Stored data:
---

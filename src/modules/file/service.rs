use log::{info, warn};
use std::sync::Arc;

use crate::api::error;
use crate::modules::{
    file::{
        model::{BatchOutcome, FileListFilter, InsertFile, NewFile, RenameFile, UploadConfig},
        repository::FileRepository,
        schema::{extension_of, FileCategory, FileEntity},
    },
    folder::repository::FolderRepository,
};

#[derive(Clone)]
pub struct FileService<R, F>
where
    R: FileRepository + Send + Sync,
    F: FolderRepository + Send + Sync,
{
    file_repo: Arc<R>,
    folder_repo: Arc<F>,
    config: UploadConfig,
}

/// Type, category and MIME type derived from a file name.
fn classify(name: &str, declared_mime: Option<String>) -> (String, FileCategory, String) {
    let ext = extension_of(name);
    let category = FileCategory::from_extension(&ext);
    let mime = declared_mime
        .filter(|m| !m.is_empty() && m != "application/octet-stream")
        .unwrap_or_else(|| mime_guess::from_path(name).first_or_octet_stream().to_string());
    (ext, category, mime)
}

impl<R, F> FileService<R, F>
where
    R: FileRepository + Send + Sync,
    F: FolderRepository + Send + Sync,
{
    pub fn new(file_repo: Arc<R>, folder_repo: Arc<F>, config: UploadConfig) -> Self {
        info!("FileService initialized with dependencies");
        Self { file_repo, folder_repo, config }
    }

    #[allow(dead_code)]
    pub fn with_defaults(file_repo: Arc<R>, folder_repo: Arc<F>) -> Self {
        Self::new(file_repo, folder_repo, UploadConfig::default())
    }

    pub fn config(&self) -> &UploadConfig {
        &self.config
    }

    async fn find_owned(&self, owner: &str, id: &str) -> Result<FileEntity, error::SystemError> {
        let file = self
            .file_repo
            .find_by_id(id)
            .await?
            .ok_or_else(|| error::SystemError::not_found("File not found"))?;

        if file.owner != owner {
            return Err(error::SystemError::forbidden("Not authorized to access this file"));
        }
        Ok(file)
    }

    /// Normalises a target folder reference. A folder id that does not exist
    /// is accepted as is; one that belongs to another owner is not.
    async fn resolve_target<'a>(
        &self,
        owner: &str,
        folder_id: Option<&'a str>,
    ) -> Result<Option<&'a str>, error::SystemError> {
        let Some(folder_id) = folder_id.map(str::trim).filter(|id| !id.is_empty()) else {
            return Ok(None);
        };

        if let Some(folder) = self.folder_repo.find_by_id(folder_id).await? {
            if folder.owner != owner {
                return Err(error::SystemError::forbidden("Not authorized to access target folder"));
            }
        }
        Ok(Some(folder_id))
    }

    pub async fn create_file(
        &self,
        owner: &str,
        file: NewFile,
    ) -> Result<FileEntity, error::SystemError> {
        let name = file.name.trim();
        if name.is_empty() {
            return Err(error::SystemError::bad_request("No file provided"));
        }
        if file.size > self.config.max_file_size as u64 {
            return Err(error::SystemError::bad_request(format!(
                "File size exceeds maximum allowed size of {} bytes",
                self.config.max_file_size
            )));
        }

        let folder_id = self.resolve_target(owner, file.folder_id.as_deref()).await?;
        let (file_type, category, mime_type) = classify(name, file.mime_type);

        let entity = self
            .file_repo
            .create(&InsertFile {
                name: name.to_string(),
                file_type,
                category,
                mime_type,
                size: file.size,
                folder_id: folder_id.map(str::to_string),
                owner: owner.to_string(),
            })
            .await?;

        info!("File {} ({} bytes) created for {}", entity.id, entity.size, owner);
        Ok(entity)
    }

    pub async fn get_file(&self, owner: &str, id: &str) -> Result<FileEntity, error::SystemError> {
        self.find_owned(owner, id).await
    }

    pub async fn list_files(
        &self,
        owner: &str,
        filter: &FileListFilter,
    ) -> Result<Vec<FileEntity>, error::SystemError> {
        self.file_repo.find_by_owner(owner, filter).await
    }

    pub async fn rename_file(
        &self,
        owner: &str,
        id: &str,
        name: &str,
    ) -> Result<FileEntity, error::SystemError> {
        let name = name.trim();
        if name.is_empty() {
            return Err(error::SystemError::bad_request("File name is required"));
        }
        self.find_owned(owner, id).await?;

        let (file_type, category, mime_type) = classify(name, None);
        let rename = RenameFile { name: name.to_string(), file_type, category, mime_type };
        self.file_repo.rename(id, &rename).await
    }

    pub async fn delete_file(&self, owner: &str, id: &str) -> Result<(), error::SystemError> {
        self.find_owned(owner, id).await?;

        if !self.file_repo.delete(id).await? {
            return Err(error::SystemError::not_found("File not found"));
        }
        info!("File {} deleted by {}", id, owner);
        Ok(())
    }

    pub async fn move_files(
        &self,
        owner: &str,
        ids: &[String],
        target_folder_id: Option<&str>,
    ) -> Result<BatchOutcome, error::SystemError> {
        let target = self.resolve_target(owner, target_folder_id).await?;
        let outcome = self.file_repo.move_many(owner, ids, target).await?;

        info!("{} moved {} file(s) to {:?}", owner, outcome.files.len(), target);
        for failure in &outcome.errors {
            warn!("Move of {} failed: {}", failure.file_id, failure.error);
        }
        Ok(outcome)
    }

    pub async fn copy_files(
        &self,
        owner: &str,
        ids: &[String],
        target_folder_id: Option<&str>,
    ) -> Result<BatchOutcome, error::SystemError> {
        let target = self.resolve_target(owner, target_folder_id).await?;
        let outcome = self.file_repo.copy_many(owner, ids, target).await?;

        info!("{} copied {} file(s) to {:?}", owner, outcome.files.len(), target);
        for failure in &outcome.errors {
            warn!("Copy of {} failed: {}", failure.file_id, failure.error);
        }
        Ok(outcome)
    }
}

---

[Required work] Using the records above, copy all lines that include the word "FileService".

[Answer section]
pub struct FileService<R, F>
impl<R, F> FileService<R, F>
        info!("FileService initialized with dependencies");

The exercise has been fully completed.